Un sentiment hostile qui apparaît donc plus acceptable car plus médiatisé au Royaume-Uni, avec un choix de vocabulaire négatif, certains journaux n’hésitant pas à parler de « swarm of migrants » (essaim de migrants) assaillant l’Europe.
Pas d’impact direct du Brexit sur les réfugiés, mais pas d’améliorations non plus
Cependant, une sortie de l’Union Européenne ne libérera pas le Royaume-Uni d’un certain nombre d’obligations vis-à-vis des demandeurs d’asile et des réfugiés. Même en quittant l’UE, Londres sera toujours contraint de respecter ses engagements envers les Nations Unies et le Conseil de l’Europe, ayant signé et ratifié la Convention de Genève ainsi que la Convention Européenne des Droits de l’Homme. Par ailleurs, comme mentionné plus tôt, la Grande-Bretagne n’étant pas membre de l’espace Schengen, elle est déjà libre de gérer ses flux d’immigration indépendamment de l’Union Européenne. Ironie du sort donc, puisqu’elle ne peut pas « reprendre le contrôle » comme le martelait l’indépendantiste Nigel Farage pendant la campagne Vote Leave en faveur du Brexit. La situation calaisienne ne sera pas affectée non plus par le Brexit : des accords bilatéraux entre Paris et Londres ont été renforcés en Janvier 2018 pour protéger le port de Calais et l’Eurotunnel de passages illégaux vers l’Angleterre. De plus, bien qu’un plan sur l’immigration post-Brexit soit attendu pour l’automne prochain, le gouvernement n’a pas pour l’heure manifesté d’intention de se retirer des accords de Dublin qui lui permettent de renvoyer migrants et demandeurs d’asile vers l’Europe continentale si c’est par là qu’ils sont passés pour atteindre le Royaume-Uni.
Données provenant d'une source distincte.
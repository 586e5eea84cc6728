//! Registry of the distinct sequences named across all input blocks.
//!
//! Each name is registered once, sized to its ungapped source length and
//! initialized to `N`; actual bases are filled in from every row
//! encountered, so regions never covered by an alignment stay `N`.

use indexmap::IndexMap;

use crate::libs::maf::{MafComp, GAP};
use crate::libs::thread_set::ThreadSet;

#[derive(Debug, Clone)]
pub struct RegSeq {
    pub name: String,
    pub length: usize,
    bases: Vec<u8>,
}

impl RegSeq {
    pub fn bases(&self) -> &[u8] {
        &self.bases
    }
}

pub fn complement(c: u8) -> u8 {
    match c {
        b'A' => b'T',
        b'T' => b'A',
        b'C' => b'G',
        b'G' => b'C',
        b'a' => b't',
        b't' => b'a',
        b'c' => b'g',
        b'g' => b'c',
        _ => c, // N and other ambiguity codes stay as-is
    }
}

pub fn reverse_complement(seq: &[u8]) -> Vec<u8> {
    seq.iter().rev().map(|&c| complement(c)).collect()
}

#[derive(Debug, Default)]
pub struct SeqPool {
    seqs: IndexMap<String, RegSeq>,
}

impl SeqPool {
    pub fn new() -> Self {
        Self::default()
    }

    pub fn len(&self) -> usize {
        self.seqs.len()
    }

    pub fn is_empty(&self) -> bool {
        self.seqs.is_empty()
    }

    pub fn get(&self, name: &str) -> Option<&RegSeq> {
        self.seqs.get(name)
    }

    pub fn iter(&self) -> impl Iterator<Item = &RegSeq> {
        self.seqs.values()
    }

    /// Registers a name, idempotently, and returns its sequence.
    ///
    /// Re-registering an existing name with a different length is a
    /// consistency error in the input and fatal for the run.
    pub fn register(&mut self, name: &str, src_size: usize) -> anyhow::Result<&mut RegSeq> {
        if let Some(seq) = self.seqs.get(name) {
            if seq.length != src_size {
                anyhow::bail!(
                    "sequence {} registered with conflicting lengths: {} then {}",
                    name,
                    seq.length,
                    src_size
                );
            }
        } else {
            self.seqs.insert(
                name.to_string(),
                RegSeq {
                    name: name.to_string(),
                    length: src_size,
                    bases: vec![b'N'; src_size],
                },
            );
        }
        Ok(self.seqs.get_mut(name).unwrap())
    }

    /// Registers the row's sequence and copies its ungapped bases into the
    /// positive strand, reverse complementing `-` rows.
    pub fn fill(&mut self, comp: &MafComp) -> anyhow::Result<()> {
        let mut chunk: Vec<u8> = comp.seq().iter().copied().filter(|&c| c != GAP).collect();
        if comp.strand == '-' {
            chunk = reverse_complement(&chunk);
        }
        let start = comp.positive_start();

        let seq = self.register(&comp.src, comp.src_size)?;
        anyhow::ensure!(
            start + chunk.len() <= seq.length,
            "row of {} extends past its declared source length {}",
            comp.src,
            seq.length
        );
        seq.bases[start..start + chunk.len()].copy_from_slice(&chunk);
        Ok(())
    }

    /// One thread per registered sequence, in registration order.
    pub fn build_thread_set(&self) -> anyhow::Result<ThreadSet> {
        let mut thread_set = ThreadSet::new();
        for seq in self.seqs.values() {
            thread_set.create_thread(&seq.name, seq.length)?;
        }
        Ok(thread_set)
    }
}

#[cfg(test)]
mod tests {
    use super::*;
    use crate::libs::maf::MafReader;

    #[test]
    fn test_register_idempotent() {
        let mut pool = SeqPool::new();
        pool.register("seqA", 100).unwrap();
        pool.register("seqA", 100).unwrap();
        assert_eq!(pool.len(), 1);
    }

    #[test]
    fn test_conflicting_length_rejected() {
        let mut pool = SeqPool::new();
        pool.register("seqA", 100).unwrap();
        assert!(pool.register("seqA", 90).is_err());
    }

    #[test]
    fn test_fill_plus_strand() {
        let input = "a\ns seqA 2 4 + 10 AC-GT\n\n";
        let ali = MafReader::new(input.as_bytes()).next().unwrap().unwrap();

        let mut pool = SeqPool::new();
        pool.fill(&ali.components[0]).unwrap();

        let seq = pool.get("seqA").unwrap();
        assert_eq!(seq.bases(), b"NNACGTNNNN");
    }

    #[test]
    fn test_fill_minus_strand_lands_on_positive() {
        // strand-local start 1, size 4, srcSize 10 -> positive chunk [5, 9)
        let input = "a\ns seqB 1 4 - 10 ACGT\n\n";
        let ali = MafReader::new(input.as_bytes()).next().unwrap().unwrap();

        let mut pool = SeqPool::new();
        pool.fill(&ali.components[0]).unwrap();

        let seq = pool.get("seqB").unwrap();
        assert_eq!(seq.bases(), b"NNNNNACGTN");
    }

    #[test]
    fn test_reverse_complement() {
        assert_eq!(reverse_complement(b"ACGT"), b"ACGT".to_vec());
        assert_eq!(reverse_complement(b"AACG"), b"CGTT".to_vec());
        assert_eq!(reverse_complement(b"ANt"), b"aNT".to_vec());
    }

    #[test]
    fn test_build_thread_set() {
        let mut pool = SeqPool::new();
        pool.register("seqA", 100).unwrap();
        pool.register("seqB", 50).unwrap();

        let thread_set = pool.build_thread_set().unwrap();
        assert_eq!(thread_set.num_threads(), 2);
        assert_eq!(thread_set.total_bases(), 150);
    }
}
Le Brexit n’aura donc pas un impact considérable sur la situation des réfugiés, ou tout du moins pas d’impact direct. En revanche, l’évolution du climat politique national pourrait les toucher plus durement si rien n’est fait par le gouvernement conservateur pour améliorer la situation et remettre le droit d’asile au cœur du débat. D’une manière plus générale, c’est aux minorités ethniques et religieuses issues de l’immigration que le Royaume-Uni doit prêter attention. En avril 2018, un scandale a éclaté après que des immigrés antillais, débarqués légalement en Angleterre en 1948 pour participer à l’effort de reconstruction après la Seconde Guerre Mondiale, sont considérés comme migrants en situation irrégulière à la suite de changements de politiques introduits par Theresa May lorsqu’elle était Ministre de l’Intérieur. Cette crise politique a non seulement secoué l’échiquier de Wesminster mais a également posé de graves problèmes diplomatiques avec les partenaires du Commonwealth. Si le Royaume-Uni ne veut pas se trouver complètement isolé sur la scène internationale, c’est à l’intérieur du pays que les choses doivent changer.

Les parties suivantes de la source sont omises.